The news from Cyprus remains sketchy, but as part of a €17bn bailout of the tiny east Mediterranean country, it seems that ordinary depositors in its banks are to lose part of their deposits whilst senior bondholders will walk away with 100% repayment. “Pari passu”, the infuriating Latin expression meaning “ranking the same” that has been used in the past to advertise that depositors would be treated the same as bondholders seems to have been “non gradus anus rodentum” or “not worth a rat’s ass”. Most of the Irish media seems mostly to have started St Patrick’s Day celebrations early and this is really just too heavy for them, so let’s see if we can fill the gap.
It seems the €17bn bailout of Cyprus is akin to the €85bn bailout of Ireland. In our case, we contributed €17.5bn of our own funds from our national rainy day fund, the National Pension Reserve Fund, to the bailout. The contribution from the IMF, EU and bilateral loans came to €67.5bn. In the case of Cyprus, the Cypriots are contributing €5.8bn from the burning of depositors in their banks. Yes, depositors! There is now word whatsoever about any other contribution to the bailout, for example, from bondholders.
So if you’re a Cypriot depositor, you’ll lose 6.75% of your deposits below €100,000 and 9.9% of your deposits over €100,000. Banks in Cyprus are closed until Tuesday – they have a holiday, Green Monday on 18th March 2013 – and the haircuts will be imposed then. There are bars on electronic transfers between now and then, and queues of depositors outside banks usually open on Saturdays have this morning been disappointed and angered to be met with closed branches. To sweeten the deal, depositors will be given shares in the banks equivalent to their losses – at least there are debt for equity swaps in some banks in Europe!

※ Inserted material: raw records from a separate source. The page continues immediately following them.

//! Session state and action dispatch
//!
//! The session owns the ledger, the current language, and the conversion
//! rate. Every user interaction is expressed as an `Action` and applied
//! through `Session::apply`, so the transition logic is testable without any
//! UI harness and independent sessions never share state.

use crate::error::{TallyError, TallyResult};
use crate::fx;
use crate::i18n::Language;
use crate::ledger::Ledger;
use crate::models::money::parse_amount;
use crate::models::{Category, Currency, Kind, Record};
use crate::sink::RecordSink;

use chrono::NaiveDate;

/// Field values collected by the entry form, before conversion
#[derive(Debug, Clone)]
pub struct RecordDraft {
    pub date: NaiveDate,
    pub kind: Kind,
    /// Raw amount text as entered; validated on apply
    pub amount: String,
    pub currency: Currency,
    pub category: Category,
    pub note: String,
}

/// One user interaction
#[derive(Debug, Clone)]
pub enum Action {
    /// Submit the entry form
    Add(RecordDraft),
    /// Delete the record at a position
    Delete(usize),
    /// Switch the display language
    SetLanguage(Language),
    /// Adjust the conversion rate (clamped to the accepted range)
    SetRate(f64),
}

/// State for one interactive session
pub struct Session {
    pub language: Language,
    rate: f64,
    ledger: Ledger,
    sink: Option<Box<dyn RecordSink>>,
}

impl Session {
    /// Create a session with an empty ledger and no sink
    pub fn new(language: Language, rate: f64) -> Self {
        Self {
            language,
            rate: fx::clamp_rate(rate),
            ledger: Ledger::new(),
            sink: None,
        }
    }

    /// Attach an external append sink
    pub fn with_sink(mut self, sink: Box<dyn RecordSink>) -> Self {
        self.sink = Some(sink);
        self
    }

    /// Current conversion rate
    pub fn rate(&self) -> f64 {
        self.rate
    }

    /// The session ledger (read-only; mutation goes through `apply`)
    pub fn ledger(&self) -> &Ledger {
        &self.ledger
    }

    /// Whether an external sink is configured
    pub fn has_sink(&self) -> bool {
        self.sink.is_some()
    }

    /// Apply one action.
    ///
    /// Returns `Ok(Some(warning))` for actions that succeeded with a
    /// non-fatal problem (currently only sink failures); validation failures
    /// are `Err` and leave the session untouched.
    pub fn apply(&mut self, action: Action) -> TallyResult<Option<String>> {
        match action {
            Action::Add(draft) => self.add_record(draft),
            Action::Delete(position) => {
                self.ledger.delete(position)?;
                Ok(None)
            }
            Action::SetLanguage(language) => {
                self.language = language;
                Ok(None)
            }
            Action::SetRate(rate) => {
                if !rate.is_finite() {
                    return Err(TallyError::Validation("Rate must be a number".into()));
                }
                self.rate = fx::clamp_rate(rate);
                Ok(None)
            }
        }
    }

    fn add_record(&mut self, draft: RecordDraft) -> TallyResult<Option<String>> {
        let amount =
            parse_amount(&draft.amount).map_err(|e| TallyError::Validation(e.to_string()))?;

        let record = Record::new(
            draft.date,
            draft.kind,
            amount,
            draft.currency,
            self.rate,
            draft.category,
            draft.note,
        );

        // The in-memory ledger is the source of truth; the sink is
        // fire-and-forget and its failure must not lose the record.
        let warning = match self.sink.as_mut() {
            Some(sink) => sink
                .append(&record)
                .err()
                .map(|e| format!("Sink {}: {}", sink.describe(), e)),
            None => None,
        };

        self.ledger.append(record);

        Ok(warning)
    }
}

#[cfg(test)]
mod tests {
    use super::*;
    use crate::error::TallyError;

    fn draft(amount: &str, kind: Kind, currency: Currency) -> RecordDraft {
        RecordDraft {
            date: NaiveDate::from_ymd_opt(2024, 3, 15).unwrap(),
            kind,
            amount: amount.to_string(),
            currency,
            category: Category::Other,
            note: String::new(),
        }
    }

    /// A sink that always fails, for exercising the warning path
    struct BrokenSink;

    impl RecordSink for BrokenSink {
        fn append(&mut self, _record: &Record) -> TallyResult<()> {
            Err(TallyError::Sink("unreachable".into()))
        }

        fn describe(&self) -> String {
            "broken".into()
        }
    }

    #[test]
    fn test_add_converts_at_current_rate() {
        let mut session = Session::new(Language::English, 32.0);

        session
            .apply(Action::Add(draft("100", Kind::Income, Currency::Foreign)))
            .unwrap();

        let rec = &session.ledger().records()[0];
        assert!((rec.converted - 3200.0).abs() < 1e-9);
    }

    #[test]
    fn test_rate_change_is_not_retroactive() {
        let mut session = Session::new(Language::English, 32.0);
        session
            .apply(Action::Add(draft("100", Kind::Income, Currency::Foreign)))
            .unwrap();
        session.apply(Action::SetRate(40.0)).unwrap();
        session
            .apply(Action::Add(draft("100", Kind::Income, Currency::Foreign)))
            .unwrap();

        let records = session.ledger().records();
        assert!((records[0].converted - 3200.0).abs() < 1e-9);
        assert!((records[1].converted - 4000.0).abs() < 1e-9);
    }

    #[test]
    fn test_invalid_amount_is_rejected_and_nothing_is_added() {
        let mut session = Session::new(Language::English, 32.0);

        let err = session
            .apply(Action::Add(draft("abc", Kind::Expense, Currency::Home)))
            .unwrap_err();
        assert!(err.is_validation());
        assert!(session.ledger().is_empty());

        let err = session
            .apply(Action::Add(draft("-5", Kind::Expense, Currency::Home)))
            .unwrap_err();
        assert!(err.is_validation());
        assert!(session.ledger().is_empty());
    }

    #[test]
    fn test_delete_by_position() {
        let mut session = Session::new(Language::English, 32.0);
        for amount in ["1", "2", "3"] {
            session
                .apply(Action::Add(draft(amount, Kind::Income, Currency::Home)))
                .unwrap();
        }

        session.apply(Action::Delete(1)).unwrap();

        let amounts: Vec<_> = session.ledger().records().iter().map(|r| r.amount).collect();
        assert_eq!(amounts, [1.0, 3.0]);
    }

    #[test]
    fn test_sink_failure_is_warning_not_error() {
        let mut session = Session::new(Language::English, 32.0).with_sink(Box::new(BrokenSink));

        let warning = session
            .apply(Action::Add(draft("50", Kind::Expense, Currency::Home)))
            .unwrap();

        assert!(warning.is_some());
        assert!(warning.unwrap().contains("broken"));
        // The record still landed in the ledger
        assert_eq!(session.ledger().len(), 1);
    }

    #[test]
    fn test_set_rate_clamps() {
        let mut session = Session::new(Language::English, 32.0);

        session.apply(Action::SetRate(1000.0)).unwrap();
        assert_eq!(session.rate(), fx::MAX_RATE);

        session.apply(Action::SetRate(0.0)).unwrap();
        assert_eq!(session.rate(), fx::MIN_RATE);

        assert!(session.apply(Action::SetRate(f64::NAN)).is_err());
    }

    #[test]
    fn test_language_switch_leaves_records_untouched() {
        let mut session = Session::new(Language::Chinese, 32.0);
        let mut d = draft("100", Kind::Expense, Currency::Foreign);
        d.category = Category::Food;
        d.note = "午餐".to_string();
        session.apply(Action::Add(d)).unwrap();

        let before = session.ledger().records()[0].clone();
        session.apply(Action::SetLanguage(Language::English)).unwrap();
        let after = &session.ledger().records()[0];

        assert_eq!(&before, after);
        assert_eq!(session.language, Language::English);
    }

    #[test]
    fn test_summary_scenario_through_actions() {
        let mut session = Session::new(Language::English, 32.0);
        session
            .apply(Action::Add(draft("100", Kind::Income, Currency::Foreign)))
            .unwrap();
        session
            .apply(Action::Add(draft("50", Kind::Expense, Currency::Home)))
            .unwrap();

        let summary = session.ledger().summarize();
        assert!((summary.total_income - 3200.0).abs() < 1e-9);
        assert!((summary.total_expense - 50.0).abs() < 1e-9);
        assert!((summary.balance - 3150.0).abs() < 1e-9);
    }
}
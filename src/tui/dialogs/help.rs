//! Help dialog
//!
//! Shows keyboard shortcuts

use ratatui::{
    style::{Color, Modifier, Style},
    text::{Line, Span},
    widgets::{Block, Borders, Clear, Paragraph, Wrap},
    Frame,
};

use crate::tui::layout::centered_rect;

/// Render the help dialog
pub fn render(frame: &mut Frame) {
    let area = centered_rect(50, 70, frame.area());

    // Clear the background
    frame.render_widget(Clear, area);

    let block = Block::default()
        .title(" Help ")
        .title_style(
            Style::default()
                .fg(Color::Cyan)
                .add_modifier(Modifier::BOLD),
        )
        .borders(Borders::ALL)
        .border_style(Style::default().fg(Color::Cyan));

    let lines = vec![
        Line::from(vec![Span::styled(
            "Keys",
            Style::default()
                .add_modifier(Modifier::BOLD)
                .fg(Color::Yellow),
        )]),
        Line::from(""),
        key_line("q", "Quit"),
        key_line("?", "Show/hide help"),
        key_line("a/n", "Add a record"),
        key_line("d", "Delete selected record"),
        key_line("j/k", "Move selection down/up"),
        key_line("g/G", "Go to top/bottom"),
        key_line("l", "Switch language"),
        key_line("+/-", "Adjust conversion rate"),
        key_line("Esc", "Clear status message"),
        Line::from(""),
        Line::from(vec![Span::styled(
            "Press any key to close",
            Style::default().fg(Color::DarkGray),
        )]),
    ];

    let paragraph = Paragraph::new(lines)
        .block(block)
        .wrap(Wrap { trim: false });

    frame.render_widget(paragraph, area);
}

/// Create a formatted key line
fn key_line(key: &str, description: &str) -> Line<'static> {
    Line::from(vec![
        Span::styled(format!("{:>8}", key), Style::default().fg(Color::Cyan)),
        Span::raw("  "),
        Span::styled(description.to_string(), Style::default().fg(Color::White)),
    ])
}
//! End-to-end CLI tests
//!
//! These only exercise the non-interactive surface; the TUI itself is
//! covered by the unit tests in the library.

use assert_cmd::Command;
use predicates::prelude::*;
use tempfile::TempDir;

fn tally_cmd(data_dir: &TempDir) -> Command {
    let mut cmd = Command::cargo_bin("tally").unwrap();
    cmd.env("TALLY_CLI_DATA_DIR", data_dir.path());
    cmd
}

#[test]
fn test_help_shows_usage() {
    let dir = TempDir::new().unwrap();
    tally_cmd(&dir)
        .arg("--help")
        .assert()
        .success()
        .stdout(predicate::str::contains("expense and income tracker"))
        .stdout(predicate::str::contains("--sink"));
}

#[test]
fn test_version() {
    let dir = TempDir::new().unwrap();
    tally_cmd(&dir)
        .arg("--version")
        .assert()
        .success()
        .stdout(predicate::str::contains("tally"));
}

#[test]
fn test_config_shows_defaults_without_settings_file() {
    let dir = TempDir::new().unwrap();
    tally_cmd(&dir)
        .arg("config")
        .assert()
        .success()
        .stdout(predicate::str::contains("tally Configuration"))
        .stdout(predicate::str::contains("Rate:     32.0"))
        .stdout(predicate::str::contains("中文"))
        .stdout(predicate::str::contains("Sink:     (none)"));
}

#[test]
fn test_config_reads_saved_settings() {
    let dir = TempDir::new().unwrap();
    std::fs::write(
        dir.path().join("config.json"),
        r#"{"schema_version":1,"language":"english","rate":29.5,"sink_path":"/tmp/out.csv"}"#,
    )
    .unwrap();

    tally_cmd(&dir)
        .arg("config")
        .assert()
        .success()
        .stdout(predicate::str::contains("English"))
        .stdout(predicate::str::contains("Rate:     29.5"))
        .stdout(predicate::str::contains("/tmp/out.csv"));
}

#[test]
fn test_config_clamps_out_of_range_rate() {
    let dir = TempDir::new().unwrap();
    std::fs::write(
        dir.path().join("config.json"),
        r#"{"schema_version":1,"language":"english","rate":500.0}"#,
    )
    .unwrap();

    tally_cmd(&dir)
        .arg("config")
        .assert()
        .success()
        .stdout(predicate::str::contains("Rate:     100.0"));
}
//! Terminal User Interface module
//!
//! Interactive interface for tally built on ratatui: a settings sidebar,
//! the record table with summary totals and a monthly bar chart, and modal
//! dialogs for record entry and delete confirmation.

pub mod app;
pub mod event;
pub mod handler;
pub mod terminal;

// Views
pub mod views;

// Widgets
pub mod widgets;

// Dialogs
pub mod dialogs;

// Layout
pub mod layout;

pub use app::App;
pub use terminal::run_tui;
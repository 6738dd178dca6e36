//! Monthly statistics chart
//!
//! Bar chart of converted totals grouped by month, one bar per record
//! kind. Expense totals are stored negative; bars show magnitudes and
//! keep the sign in the printed value.

use ratatui::{
    layout::Rect,
    style::{Color, Modifier, Style},
    text::Line,
    widgets::{Bar, BarChart, BarGroup, Block, Borders, Paragraph},
    Frame,
};

use crate::i18n::kind_label;
use crate::models::money::format_amount;
use crate::models::Kind;
use crate::tui::app::App;

/// Render the monthly bar chart
pub fn render(frame: &mut Frame, app: &App, area: Rect) {
    let t = app.session.language.strings();
    let lang = app.session.language;

    let block = Block::default()
        .title(format!(" {} ", t.statistics))
        .title_style(
            Style::default()
                .fg(Color::Cyan)
                .add_modifier(Modifier::BOLD),
        )
        .borders(Borders::ALL)
        .border_style(Style::default().fg(Color::DarkGray));

    let totals = app.session.ledger().monthly_totals();

    if totals.is_empty() {
        let text = Paragraph::new(t.no_records)
            .block(block)
            .style(Style::default().fg(Color::DarkGray));
        frame.render_widget(text, area);
        return;
    }

    // Group by month; monthly_totals is already sorted by month then kind
    let mut groups: Vec<(String, Vec<(Kind, f64)>)> = Vec::new();
    for entry in &totals {
        match groups.last_mut() {
            Some((month, bars)) if *month == entry.month => {
                bars.push((entry.kind, entry.total));
            }
            _ => groups.push((entry.month.clone(), vec![(entry.kind, entry.total)])),
        }
    }

    let bar_groups: Vec<BarGroup> = groups
        .iter()
        .map(|(month, bars)| {
            let bars: Vec<Bar> = bars
                .iter()
                .map(|(kind, total)| {
                    let color = match kind {
                        Kind::Income => Color::Green,
                        Kind::Expense => Color::Red,
                    };
                    Bar::default()
                        .value(total.abs().round() as u64)
                        .label(Line::from(kind_label(*kind, lang)))
                        .text_value(format_amount(*total))
                        .style(Style::default().fg(color))
                        .value_style(
                            Style::default()
                                .fg(Color::Black)
                                .bg(color)
                                .add_modifier(Modifier::BOLD),
                        )
                })
                .collect();

            BarGroup::default()
                .label(Line::from(month.clone()).centered())
                .bars(&bars)
        })
        .collect();

    let mut chart = BarChart::default()
        .block(block)
        .bar_width(10)
        .bar_gap(1)
        .group_gap(3);

    for group in bar_groups {
        chart = chart.data(group);
    }

    frame.render_widget(chart, area);
}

There will also be a €1.4bn privatization programme, and a condition of the bailout is that Cyprus raise its corporate tax rate from 10% to 12.5%, the same headline rate as pertains in Ireland. The €10bn international component of the €17bn bailout will be coming from Europe.
You’ll find the latest European Commission forecasts for Cyprus here. In short its economy is contracting, unemployment is reaching our levels, its debt to GDP is just 90% but is rising. Its GDP is about €18bn and it has a population of just 1m.
UPDATE: 16th March, 2013. A statement has been issued by the EuroGroup of 17 EuroZone finance ministers which welcomes the Cyprus bailout. It doesn’t give very much detail but refers to the “bail in of junior bondholders”. There is no mention whatsoever of senior bondholders. In Ireland, burned €14bn from the €26bn of junior bondholders that were repaid. However, apart from a tiny number of senior bondholders at IBRC who face a haircut after the liquidation, the others have been repaid 100%.